Резкая отповедь князю с одновременным театральным выражением покорности королю для всех зрителей была ясна и недвузначна. Это был первый отклик на принятое двадцать лет назад ненавистное шляхте решение о признании Понятовских принцами крови. Перед тобой, король, я могу преклонить колено, ибо ты мой конституционный монарх. Но ты, щенок, кичащийся узурпированным венцом, не смеешь делать замечания свободному шляхтичу!
Шляхта поняла это и наградила смельчака бурными аплодисментами. Езерский, относительно моральных качеств которого никто не питал никаких иллюзий, стал героем дня. Наконец-то щелкнули по носу этого умничающего постника! Хотя бы за то, что он недавно выступал в защиту военного департамента. В этом сейме нет места для Понятовских, "умеренных", "порядочных", "моральных". Для этого сейма существуют только "клика Понятовских", которую следует истребить.

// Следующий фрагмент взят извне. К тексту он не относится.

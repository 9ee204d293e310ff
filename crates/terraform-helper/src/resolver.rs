//! Narrowing an inventory down to exactly one document.

use crate::matcher::{find_exact_match, find_matches};
use crate::types::{DocsError, DocsResult, DocumentKind, SelectionOutcome};

/// Picks one candidate out of several, usually by asking a human.
pub trait Disambiguator {
    /// Return the chosen candidate, or an error describing why the choice
    /// was abandoned. `candidates` is never empty.
    fn select(&self, kind: DocumentKind, candidates: &[String]) -> Result<String, String>;
}

/// Classify the matches of `term` without asking anyone.
///
/// An exact (case-insensitive) match wins over any number of substring
/// matches.
pub fn classify(
    kind: DocumentKind,
    term: &str,
    inventory: &[String],
) -> DocsResult<SelectionOutcome> {
    let matches = find_matches(term, inventory);
    tracing::debug!(term, matches = matches.len(), "matched inventory");

    if matches.is_empty() {
        return Err(DocsError::NoMatches {
            kind,
            term: term.to_string(),
        });
    }

    if let Some(exact) = find_exact_match(term, &matches) {
        return Ok(SelectionOutcome::ExactMatch(exact.to_string()));
    }

    if matches.len() == 1 {
        let only = matches.into_iter().next().unwrap_or_default();
        return Ok(SelectionOutcome::SingleMatch(only));
    }

    Ok(SelectionOutcome::AmbiguousMatches(matches))
}

/// Resolve `term` to a single identifier, deferring to `disambiguator` only
/// when more than one non-exact match remains.
pub fn resolve(
    kind: DocumentKind,
    term: &str,
    inventory: &[String],
    disambiguator: &dyn Disambiguator,
) -> DocsResult<String> {
    match classify(kind, term, inventory)? {
        SelectionOutcome::ExactMatch(id) | SelectionOutcome::SingleMatch(id) => Ok(id),
        SelectionOutcome::AmbiguousMatches(candidates) => disambiguator
            .select(kind, &candidates)
            .map_err(DocsError::SelectionCancelled),
    }
}

#[cfg(test)]
mod tests {
    use super::*;
    use std::cell::RefCell;

    /// Scripted stand-in for the interactive selector.
    struct Scripted {
        answer: Result<String, String>,
        seen: RefCell<Vec<Vec<String>>>,
    }

    impl Scripted {
        fn picking(name: &str) -> Self {
            Self {
                answer: Ok(name.to_string()),
                seen: RefCell::new(Vec::new()),
            }
        }

        fn cancelling() -> Self {
            Self {
                answer: Err("interrupted".to_string()),
                seen: RefCell::new(Vec::new()),
            }
        }

        fn calls(&self) -> usize {
            self.seen.borrow().len()
        }
    }

    impl Disambiguator for Scripted {
        fn select(&self, _kind: DocumentKind, candidates: &[String]) -> Result<String, String> {
            self.seen.borrow_mut().push(candidates.to_vec());
            self.answer.clone()
        }
    }

    fn items(names: &[&str]) -> Vec<String> {
        names.iter().map(|s| s.to_string()).collect()
    }

    const R: DocumentKind = DocumentKind::Resource;

    #[test]
    fn test_ambiguous_goes_to_disambiguator_in_order() {
        let inv = items(&["aws_instance", "db_instance_profile", "launch_template"]);
        let picker = Scripted::picking("db_instance_profile");

        let got = resolve(R, "instance", &inv, &picker).unwrap();
        assert_eq!(got, "db_instance_profile");
        assert_eq!(
            picker.seen.borrow()[0],
            items(&["aws_instance", "db_instance_profile"])
        );
    }

    #[test]
    fn test_exact_match_wins_without_prompt() {
        let inv = items(&["instance", "aws_instance"]);
        let picker = Scripted::picking("aws_instance");

        assert_eq!(resolve(R, "instance", &inv, &picker).unwrap(), "instance");
        assert_eq!(picker.calls(), 0);
    }

    #[test]
    fn test_exact_match_wins_even_when_listed_last() {
        let inv = items(&["aws_instance", "spot_instance", "INSTANCE"]);
        assert_eq!(
            classify(R, "instance", &inv).unwrap(),
            SelectionOutcome::ExactMatch("INSTANCE".to_string())
        );
    }

    #[test]
    fn test_single_match() {
        let inv = items(&["aws_instance", "launch_template"]);
        let picker = Scripted::cancelling();
        assert_eq!(resolve(R, "launch", &inv, &picker).unwrap(), "launch_template");
        assert_eq!(picker.calls(), 0);
    }

    #[test]
    fn test_no_matches() {
        let inv = items(&["aws_instance"]);
        let err = resolve(R, "zz", &inv, &Scripted::cancelling()).unwrap_err();
        assert!(matches!(err, DocsError::NoMatches { ref term, .. } if term == "zz"));
    }

    #[test]
    fn test_cancelled_selection() {
        let inv = items(&["aws_instance", "spot_instance"]);
        let err = resolve(R, "instance", &inv, &Scripted::cancelling()).unwrap_err();
        assert!(matches!(err, DocsError::SelectionCancelled(_)));
    }

    #[test]
    fn test_classify_is_repeatable() {
        let inv = items(&["aws_instance", "db_instance_profile"]);
        let first = classify(R, "instance", &inv).unwrap();
        let second = classify(R, "instance", &inv).unwrap();
        assert_eq!(first, second);
        assert_eq!(
            first,
            SelectionOutcome::AmbiguousMatches(items(&["aws_instance", "db_instance_profile"]))
        );
    }
}
//! Configuration loading and resolution.
//!
//! Precedence: explicit value, then environment, then default.

use std::time::Duration;

use terraform_helper::http::DEFAULT_TIMEOUT_SECS;
use terraform_helper::urls::{DEFAULT_API_BASE, DEFAULT_RAW_BASE};
use terraform_helper::{DocumentKind, Endpoints, ProviderQuery};

/// Env var overriding the API host.
pub const API_URL_ENV: &str = "TERRAFORM_HELPER_API_URL";
/// Env var overriding the raw content host.
pub const RAW_URL_ENV: &str = "TERRAFORM_HELPER_RAW_URL";
/// Env var overriding the per-request timeout, in seconds.
pub const TIMEOUT_ENV: &str = "TERRAFORM_HELPER_TIMEOUT";

/// Dialect used when `--cdktf` is given without a language.
pub const DEFAULT_CDKTF_LANGUAGE: &str = "typescript";

/// Argument validation failures.
#[derive(thiserror::Error, Debug, PartialEq, Eq)]
pub enum ConfigError {
    #[error("provider is required")]
    MissingProvider,

    #[error("search term is required")]
    MissingSearchTerm,

    #[error("cannot specify both -r and -d flags")]
    ConflictingFlags,

    #[error("invalid {var} value '{value}': expected a positive number of seconds")]
    InvalidTimeout { var: &'static str, value: String },
}

/// Everything one invocation needs, already validated.
#[derive(Debug, Clone)]
pub struct Settings {
    pub query: ProviderQuery,
    pub search_term: String,
    pub endpoints: Endpoints,
    pub timeout: Duration,
}

/// Raw inputs as parsed from the command line.
#[derive(Debug, Clone, Default)]
pub struct RawArgs {
    pub provider: String,
    pub search_term: String,
    pub resource: bool,
    pub datasource: bool,
    pub cdktf: Option<String>,
}

impl RawArgs {
    /// Resource unless `-d` was given; both flags together is an error.
    pub fn document_kind(&self) -> Result<DocumentKind, ConfigError> {
        match (self.resource, self.datasource) {
            (true, true) => Err(ConfigError::ConflictingFlags),
            (_, true) => Ok(DocumentKind::DataSource),
            _ => Ok(DocumentKind::Resource),
        }
    }
}

/// Validate arguments and resolve the environment into [`Settings`].
pub fn resolve_settings(args: &RawArgs) -> anyhow::Result<Settings> {
    resolve_settings_with(args, |key| std::env::var(key).ok())
}

/// Same as [`resolve_settings`] with an injectable environment lookup.
pub fn resolve_settings_with(
    args: &RawArgs,
    env: impl Fn(&str) -> Option<String>,
) -> anyhow::Result<Settings> {
    if args.provider.trim().is_empty() {
        return Err(ConfigError::MissingProvider.into());
    }
    let search_term = args.search_term.trim();
    if search_term.is_empty() {
        return Err(ConfigError::MissingSearchTerm.into());
    }

    let kind = args.document_kind()?;
    let query = ProviderQuery::new(&args.provider, kind, args.cdktf.as_deref())?;

    let api_base = env(API_URL_ENV).unwrap_or_else(|| DEFAULT_API_BASE.to_string());
    let raw_base = env(RAW_URL_ENV).unwrap_or_else(|| DEFAULT_RAW_BASE.to_string());

    Ok(Settings {
        query,
        search_term: search_term.to_string(),
        endpoints: Endpoints::new(&api_base, &raw_base),
        timeout: resolve_timeout(env(TIMEOUT_ENV))?,
    })
}

fn resolve_timeout(value: Option<String>) -> Result<Duration, ConfigError> {
    let Some(value) = value else {
        return Ok(Duration::from_secs(DEFAULT_TIMEOUT_SECS));
    };
    match value.trim().parse::<u64>() {
        Ok(secs) if secs > 0 => Ok(Duration::from_secs(secs)),
        _ => Err(ConfigError::InvalidTimeout {
            var: TIMEOUT_ENV,
            value,
        }),
    }
}
//! Markdown to terminal rendering.

use std::io::{self, Write};

use colored::{ColoredString, Colorize};
use pulldown_cmark::{Event, HeadingLevel, Options, Parser, Tag, TagEnd};

/// Render `markdown` into any writer.
pub fn render_to<W: Write>(markdown: &str, out: &mut W) -> io::Result<()> {
    out.write_all(render_string(markdown).as_bytes())
}

/// Render `markdown` into a string of styled terminal text.
pub fn render_string(markdown: &str) -> String {
    let body = strip_front_matter(markdown);
    let mut renderer = Renderer::default();
    for event in Parser::new_ext(body, Options::ENABLE_TABLES | Options::ENABLE_STRIKETHROUGH) {
        renderer.event(event);
    }
    renderer.finish()
}

/// Drop a leading `---` ... `---` metadata block.
pub fn strip_front_matter(text: &str) -> &str {
    let Some(rest) = text
        .strip_prefix("---\n")
        .or_else(|| text.strip_prefix("---\r\n"))
    else {
        return text;
    };

    let mut offset = 0;
    for line in rest.split_inclusive('\n') {
        offset += line.len();
        if line.trim_end() == "---" {
            return &rest[offset..];
        }
    }
    text
}

#[derive(Default)]
struct Renderer {
    out: String,
    heading: Option<HeadingLevel>,
    strong: usize,
    emphasis: usize,
    strikethrough: usize,
    code_block: bool,
    link: Option<String>,
    // One entry per open list: next number, or None for bullets.
    lists: Vec<Option<u64>>,
}

impl Renderer {
    fn event(&mut self, event: Event<'_>) {
        match event {
            Event::Start(tag) => self.start(tag),
            Event::End(tag) => self.end(tag),
            Event::Text(text) => {
                if self.code_block {
                    for line in text.lines() {
                        self.out.push_str("    ");
                        self.out.push_str(&line.yellow().to_string());
                        self.out.push('\n');
                    }
                } else {
                    let styled = self.style(&text).to_string();
                    self.out.push_str(&styled);
                }
            }
            Event::Code(code) => self.out.push_str(&code.yellow().to_string()),
            Event::SoftBreak => self.out.push(' '),
            Event::HardBreak => self.out.push('\n'),
            Event::Rule => {
                self.blank_line();
                self.out.push_str(&"─".repeat(40).dimmed().to_string());
                self.out.push('\n');
            }
            _ => {}
        }
    }

    fn start(&mut self, tag: Tag<'_>) {
        match tag {
            Tag::Heading { level, .. } => {
                self.blank_line();
                self.heading = Some(level);
            }
            Tag::Paragraph => {
                if self.lists.is_empty() {
                    self.blank_line();
                }
            }
            Tag::CodeBlock(_) => {
                self.blank_line();
                self.code_block = true;
            }
            Tag::List(start) => {
                if self.lists.is_empty() {
                    self.blank_line();
                } else {
                    self.newline();
                }
                self.lists.push(start);
            }
            Tag::Item => {
                self.newline();
                let depth = self.lists.len().saturating_sub(1);
                let marker = match self.lists.last_mut() {
                    Some(Some(n)) => {
                        let marker = format!("{n}.");
                        *n += 1;
                        marker
                    }
                    _ => "•".to_string(),
                };
                self.out.push_str(&"  ".repeat(depth + 1));
                self.out.push_str(&marker);
                self.out.push(' ');
            }
            Tag::Strong => self.strong += 1,
            Tag::Emphasis => self.emphasis += 1,
            Tag::Strikethrough => self.strikethrough += 1,
            Tag::Link { dest_url, .. } => self.link = Some(dest_url.to_string()),
            Tag::Table(_) => self.blank_line(),
            Tag::TableHead | Tag::TableRow => self.newline(),
            _ => {}
        }
    }

    fn end(&mut self, tag: TagEnd) {
        match tag {
            TagEnd::Heading(_) => {
                self.heading = None;
                self.out.push('\n');
            }
            TagEnd::Paragraph | TagEnd::Item => self.newline(),
            TagEnd::CodeBlock => self.code_block = false,
            TagEnd::List(_) => {
                self.lists.pop();
                self.newline();
            }
            TagEnd::Strong => self.strong = self.strong.saturating_sub(1),
            TagEnd::Emphasis => self.emphasis = self.emphasis.saturating_sub(1),
            TagEnd::Strikethrough => self.strikethrough = self.strikethrough.saturating_sub(1),
            TagEnd::Link => {
                if let Some(dest) = self.link.take() {
                    if !dest.is_empty() && !dest.starts_with('#') {
                        self.out.push_str(&format!(" ({})", dest.dimmed()));
                    }
                }
            }
            TagEnd::TableCell => self.out.push_str("  "),
            TagEnd::TableHead | TagEnd::TableRow => self.newline(),
            _ => {}
        }
    }

    fn style(&self, text: &str) -> ColoredString {
        let mut s = text.normal();
        if let Some(level) = self.heading {
            s = match level {
                HeadingLevel::H1 => s.bold().cyan().underline(),
                HeadingLevel::H2 => s.bold().cyan(),
                _ => s.bold(),
            };
        }
        if self.strong > 0 {
            s = s.bold();
        }
        if self.emphasis > 0 {
            s = s.italic();
        }
        if self.strikethrough > 0 {
            s = s.strikethrough();
        }
        if self.link.is_some() {
            s = s.blue();
        }
        s
    }

    fn newline(&mut self) {
        if !self.out.is_empty() && !self.out.ends_with('\n') {
            self.out.push('\n');
        }
    }

    fn blank_line(&mut self) {
        self.newline();
        if !self.out.is_empty() && !self.out.ends_with("\n\n") {
            self.out.push('\n');
        }
    }

    fn finish(self) -> String {
        let mut out = self.out.trim_end().to_string();
        out.push('\n');
        out
    }
}

#[cfg(test)]
mod tests {
    use super::*;

    fn plain(markdown: &str) -> String {
        colored::control::set_override(false);
        render_string(markdown)
    }

    #[test]
    fn test_strip_front_matter() {
        let doc = "---\nsubcategory: \"EC2\"\nlayout: \"aws\"\n---\n\n# Resource: aws_instance\n";
        assert_eq!(strip_front_matter(doc), "\n# Resource: aws_instance\n");
    }

    #[test]
    fn test_strip_front_matter_absent_or_unclosed() {
        assert_eq!(strip_front_matter("# Title\n"), "# Title\n");
        assert_eq!(strip_front_matter("---\nno end\n"), "---\nno end\n");
    }

    #[test]
    fn test_headings_and_paragraphs() {
        let out = plain("---\ntitle: x\n---\n# Resource: aws_vpc\n\nProvides a VPC.\n");
        assert_eq!(out, "Resource: aws_vpc\n\nProvides a VPC.\n");
    }

    #[test]
    fn test_lists() {
        let out = plain("* `cidr_block` - (Optional) The CIDR.\n* `tags` - Tags.\n\n1. one\n2. two\n");
        assert!(out.contains("  • cidr_block - (Optional) The CIDR.\n"));
        assert!(out.contains("  • tags - Tags.\n"));
        assert!(out.contains("  1. one\n  2. two\n"));
    }

    #[test]
    fn test_code_block_indented() {
        let out = plain("```terraform\nresource \"aws_vpc\" \"main\" {\n}\n```\n");
        assert_eq!(out, "    resource \"aws_vpc\" \"main\" {\n    }\n");
    }

    #[test]
    fn test_links_show_destination() {
        let out = plain("See [the guide](https://example.com/guide) and [below](#arguments).\n");
        assert_eq!(out, "See the guide (https://example.com/guide) and below.\n");
    }

    #[test]
    fn test_render_to_writer() {
        colored::control::set_override(false);
        let mut buf = Vec::new();
        render_to("## Argument Reference\n", &mut buf).unwrap();
        assert_eq!(String::from_utf8(buf).unwrap(), "Argument Reference\n");
    }
}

До сих пор достоинства князя Станислава прославляли первые поэты страны. Теперь за него взялся анонимный шляхетский поэт. В тот же день Варшаву облетел ехидный стишок:
Хоть на вид учтивец, сам гордыней пышет,
Дядина корона свет ему затмила,
Хоть он и ученый, да умом не вышел,
Все брюзжит на что-то, все ему немило.
Вынести такого было бы не просто,
Не случись в Варшаве кастеляна с моста.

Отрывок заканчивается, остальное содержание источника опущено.